What is being asked =>
What is needed is the whole of the data, set down exactly.

Task data =>

· · ·

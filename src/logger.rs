//! Logging setup
//!
//! tracing to stderr for interactive use plus a size-rotated file at
//! `<data dir>/log/app.log`: the live file rolls over at 10 MiB, rotated
//! files are gzipped, at most 10 backups are kept, and backups older
//! than 30 days are removed. Rotation runs on the appender's worker
//! thread so the hot path never blocks on compression. The returned
//! guard must stay alive for the process lifetime or buffered file
//! output is lost.

use std::fs::{self, File, OpenOptions};
use std::io::{self, Write};
use std::path::{Path, PathBuf};
use std::time::{Duration, SystemTime};

use anyhow::{Context, Result};
use flate2::write::GzEncoder;
use flate2::Compression;
use tracing_appender::non_blocking::WorkerGuard;
use tracing_subscriber::layer::SubscriberExt;
use tracing_subscriber::util::SubscriberInitExt;
use tracing_subscriber::EnvFilter;

const LOG_FILENAME: &str = "app.log";

/// Rotation trigger for the live file.
const MAX_LOG_SIZE: u64 = 10 * 1024 * 1024;

/// Gzipped backups kept after count-based pruning.
const MAX_LOG_BACKUPS: usize = 10;

/// Backups older than this are removed regardless of count.
const MAX_LOG_AGE: Duration = Duration::from_secs(30 * 24 * 60 * 60);

pub fn init(log_dir: &Path) -> Result<WorkerGuard> {
    let writer = RollingFileWriter::new(log_dir)
        .with_context(|| format!("failed to open log file in {}", log_dir.display()))?;
    let (file_writer, guard) = tracing_appender::non_blocking(writer);

    tracing_subscriber::registry()
        .with(
            EnvFilter::try_from_default_env()
                .unwrap_or_else(|_| EnvFilter::new("info,proxyman=info")),
        )
        .with(tracing_subscriber::fmt::layer().with_writer(std::io::stderr))
        .with(
            tracing_subscriber::fmt::layer()
                .with_ansi(false)
                .with_writer(file_writer),
        )
        .init();

    Ok(guard)
}

/// Append-only log file with size-triggered rotation.
///
/// On rollover the live file is compressed into `app-<timestamp>.log.gz`
/// next to it and truncated in place, then backups beyond the count cap
/// or the retention window are pruned.
struct RollingFileWriter {
    dir: PathBuf,
    file: File,
    written: u64,
    max_size: u64,
    max_backups: usize,
}

impl RollingFileWriter {
    fn new(dir: &Path) -> io::Result<Self> {
        Self::with_limits(dir, MAX_LOG_SIZE, MAX_LOG_BACKUPS)
    }

    fn with_limits(dir: &Path, max_size: u64, max_backups: usize) -> io::Result<Self> {
        fs::create_dir_all(dir)?;
        let file = open_log(dir, false)?;
        let written = file.metadata()?.len();
        Ok(Self {
            dir: dir.to_path_buf(),
            file,
            written,
            max_size,
            max_backups,
        })
    }

    fn rotate(&mut self) -> io::Result<()> {
        self.file.flush()?;
        let live = self.dir.join(LOG_FILENAME);
        let backup = self.backup_path();

        let mut source = File::open(&live)?;
        let mut encoder = GzEncoder::new(File::create(&backup)?, Compression::default());
        io::copy(&mut source, &mut encoder)?;
        encoder.finish()?;

        // Truncating in place keeps the same path and inode for tailers.
        self.file = open_log(&self.dir, true)?;
        self.written = 0;

        self.prune();
        Ok(())
    }

    /// Timestamped backup name; a sequence suffix keeps same-instant
    /// rotations from clobbering each other.
    fn backup_path(&self) -> PathBuf {
        let stamp = chrono::Utc::now().format("%Y%m%dT%H%M%S%6f");
        let mut path = self.dir.join(format!("app-{stamp}.log.gz"));
        let mut seq = 1;
        while path.exists() {
            path = self.dir.join(format!("app-{stamp}-{seq}.log.gz"));
            seq += 1;
        }
        path
    }

    /// Removes the oldest backups beyond the count cap and anything past
    /// the retention window. Best-effort.
    fn prune(&self) {
        let Ok(entries) = fs::read_dir(&self.dir) else {
            return;
        };
        let mut backups: Vec<PathBuf> = entries
            .flatten()
            .map(|entry| entry.path())
            .filter(|path| is_backup(path))
            .collect();
        // Timestamped names sort chronologically.
        backups.sort();

        let excess = backups.len().saturating_sub(self.max_backups);
        for path in backups.drain(..excess) {
            let _ = fs::remove_file(path);
        }

        let now = SystemTime::now();
        for path in backups {
            let expired = fs::metadata(&path)
                .and_then(|meta| meta.modified())
                .ok()
                .and_then(|modified| now.duration_since(modified).ok())
                .is_some_and(|age| age > MAX_LOG_AGE);
            if expired {
                let _ = fs::remove_file(path);
            }
        }
    }
}

impl Write for RollingFileWriter {
    fn write(&mut self, buf: &[u8]) -> io::Result<usize> {
        if self.written > 0 && self.written + buf.len() as u64 > self.max_size {
            // If rotation fails, keep appending to the live file rather
            // than dropping log lines.
            let _ = self.rotate();
        }
        let n = self.file.write(buf)?;
        self.written += n as u64;
        Ok(n)
    }

    fn flush(&mut self) -> io::Result<()> {
        self.file.flush()
    }
}

fn is_backup(path: &Path) -> bool {
    path.file_name()
        .and_then(|name| name.to_str())
        .is_some_and(|name| name.starts_with("app-") && name.ends_with(".log.gz"))
}

fn open_log(dir: &Path, truncate: bool) -> io::Result<File> {
    let path = dir.join(LOG_FILENAME);
    let mut options = OpenOptions::new();
    options.create(true);
    if truncate {
        options.write(true).truncate(true);
    } else {
        options.append(true);
    }
    let file = options.open(&path)?;
    #[cfg(unix)]
    {
        use std::os::unix::fs::PermissionsExt;
        let _ = fs::set_permissions(&path, fs::Permissions::from_mode(0o644));
    }
    Ok(file)
}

· · ·

Output of the exercise =>
filename src/logger.rs
//! Logging setup
//!
//! tracing to stderr for interactive use plus a size-rotated file at
//! `<data dir>/log/app.log`: the live file rolls over at 10 MiB, rotated
//! files are gzipped, at most 10 backups are kept, and backups older
//! than 30 days are removed. Rotation runs on the appender's worker
//! thread so the hot path never blocks on compression. The returned
//! guard must stay alive for the process lifetime or buffered file
//! output is lost.

use std::fs::{self, File, OpenOptions};
use std::io::{self, Write};
use std::path::{Path, PathBuf};
use std::time::{Duration, SystemTime};

use anyhow::{Context, Result};
use flate2::write::GzEncoder;
use flate2::Compression;
use tracing_appender::non_blocking::WorkerGuard;
use tracing_subscriber::layer::SubscriberExt;
use tracing_subscriber::util::SubscriberInitExt;
use tracing_subscriber::EnvFilter;

const LOG_FILENAME: &str = "app.log";

/// Rotation trigger for the live file.
const MAX_LOG_SIZE: u64 = 10 * 1024 * 1024;

/// Gzipped backups kept after count-based pruning.
const MAX_LOG_BACKUPS: usize = 10;

/// Backups older than this are removed regardless of count.
const MAX_LOG_AGE: Duration = Duration::from_secs(30 * 24 * 60 * 60);

pub fn init(log_dir: &Path) -> Result<WorkerGuard> {
    let writer = RollingFileWriter::new(log_dir)
        .with_context(|| format!("failed to open log file in {}", log_dir.display()))?;
    let (file_writer, guard) = tracing_appender::non_blocking(writer);

    tracing_subscriber::registry()
        .with(
            EnvFilter::try_from_default_env()
                .unwrap_or_else(|_| EnvFilter::new("info,proxyman=info")),
        )
        .with(tracing_subscriber::fmt::layer().with_writer(std::io::stderr))
        .with(
            tracing_subscriber::fmt::layer()
                .with_ansi(false)
                .with_writer(file_writer),
        )
        .init();

    Ok(guard)
}

/// Append-only log file with size-triggered rotation.
///
/// On rollover the live file is compressed into `app-<timestamp>.log.gz`
/// next to it and truncated in place, then backups beyond the count cap
/// or the retention window are pruned.
struct RollingFileWriter {
    dir: PathBuf,
    file: File,
    written: u64,
    max_size: u64,
    max_backups: usize,
}

impl RollingFileWriter {
    fn new(dir: &Path) -> io::Result<Self> {
        Self::with_limits(dir, MAX_LOG_SIZE, MAX_LOG_BACKUPS)
    }

    fn with_limits(dir: &Path, max_size: u64, max_backups: usize) -> io::Result<Self> {
        fs::create_dir_all(dir)?;
        let file = open_log(dir, false)?;
        let written = file.metadata()?.len();
        Ok(Self {
            dir: dir.to_path_buf(),
            file,
            written,
            max_size,
            max_backups,
        })
    }

    fn rotate(&mut self) -> io::Result<()> {
        self.file.flush()?;
        let live = self.dir.join(LOG_FILENAME);
        let backup = self.backup_path();

        let mut source = File::open(&live)?;
        let mut encoder = GzEncoder::new(File::create(&backup)?, Compression::default());
        io::copy(&mut source, &mut encoder)?;
        encoder.finish()?;

        // Truncating in place keeps the same path and inode for tailers.
        self.file = open_log(&self.dir, true)?;
        self.written = 0;

        self.prune();
        Ok(())
    }

    /// Timestamped backup name; a sequence suffix keeps same-instant
    /// rotations from clobbering each other.
    fn backup_path(&self) -> PathBuf {
        let stamp = chrono::Utc::now().format("%Y%m%dT%H%M%S%6f");
        let mut path = self.dir.join(format!("app-{stamp}.log.gz"));
        let mut seq = 1;
        while path.exists() {
            path = self.dir.join(format!("app-{stamp}-{seq}.log.gz"));
            seq += 1;
        }
        path
    }

    /// Removes the oldest backups beyond the count cap and anything past
    /// the retention window. Best-effort.
    fn prune(&self) {
        let Ok(entries) = fs::read_dir(&self.dir) else {
            return;
        };
        let mut backups: Vec<PathBuf> = entries
            .flatten()
            .map(|entry| entry.path())
            .filter(|path| is_backup(path))
            .collect();
        // Timestamped names sort chronologically.
        backups.sort();

        let excess = backups.len().saturating_sub(self.max_backups);
        for path in backups.drain(..excess) {
            let _ = fs::remove_file(path);
        }

        let now = SystemTime::now();
        for path in backups {
            let expired = fs::metadata(&path)
                .and_then(|meta| meta.modified())
                .ok()
                .and_then(|modified| now.duration_since(modified).ok())
                .is_some_and(|age| age > MAX_LOG_AGE);
            if expired {
                let _ = fs::remove_file(path);
            }
        }
    }
}

impl Write for RollingFileWriter {
    fn write(&mut self, buf: &[u8]) -> io::Result<usize> {
        if self.written > 0 && self.written + buf.len() as u64 > self.max_size {
            // If rotation fails, keep appending to the live file rather
            // than dropping log lines.
            let _ = self.rotate();
        }
        let n = self.file.write(buf)?;
        self.written += n as u64;
        Ok(n)
    }

    fn flush(&mut self) -> io::Result<()> {
        self.file.flush()
    }
}

fn is_backup(path: &Path) -> bool {
    path.file_name()
        .and_then(|name| name.to_str())
        .is_some_and(|name| name.starts_with("app-") && name.ends_with(".log.gz"))
}

fn open_log(dir: &Path, truncate: bool) -> io::Result<File> {
    let path = dir.join(LOG_FILENAME);
    let mut options = OpenOptions::new();
    options.create(true);
    if truncate {
        options.write(true).truncate(true);
    } else {
        options.append(true);
    }
    let file = options.open(&path)?;
    #[cfg(unix)]
    {
        use std::os::unix::fs::PermissionsExt;
        let _ = fs::set_permissions(&path, fs::Permissions::from_mode(0o644));
    }
    Ok(file)
}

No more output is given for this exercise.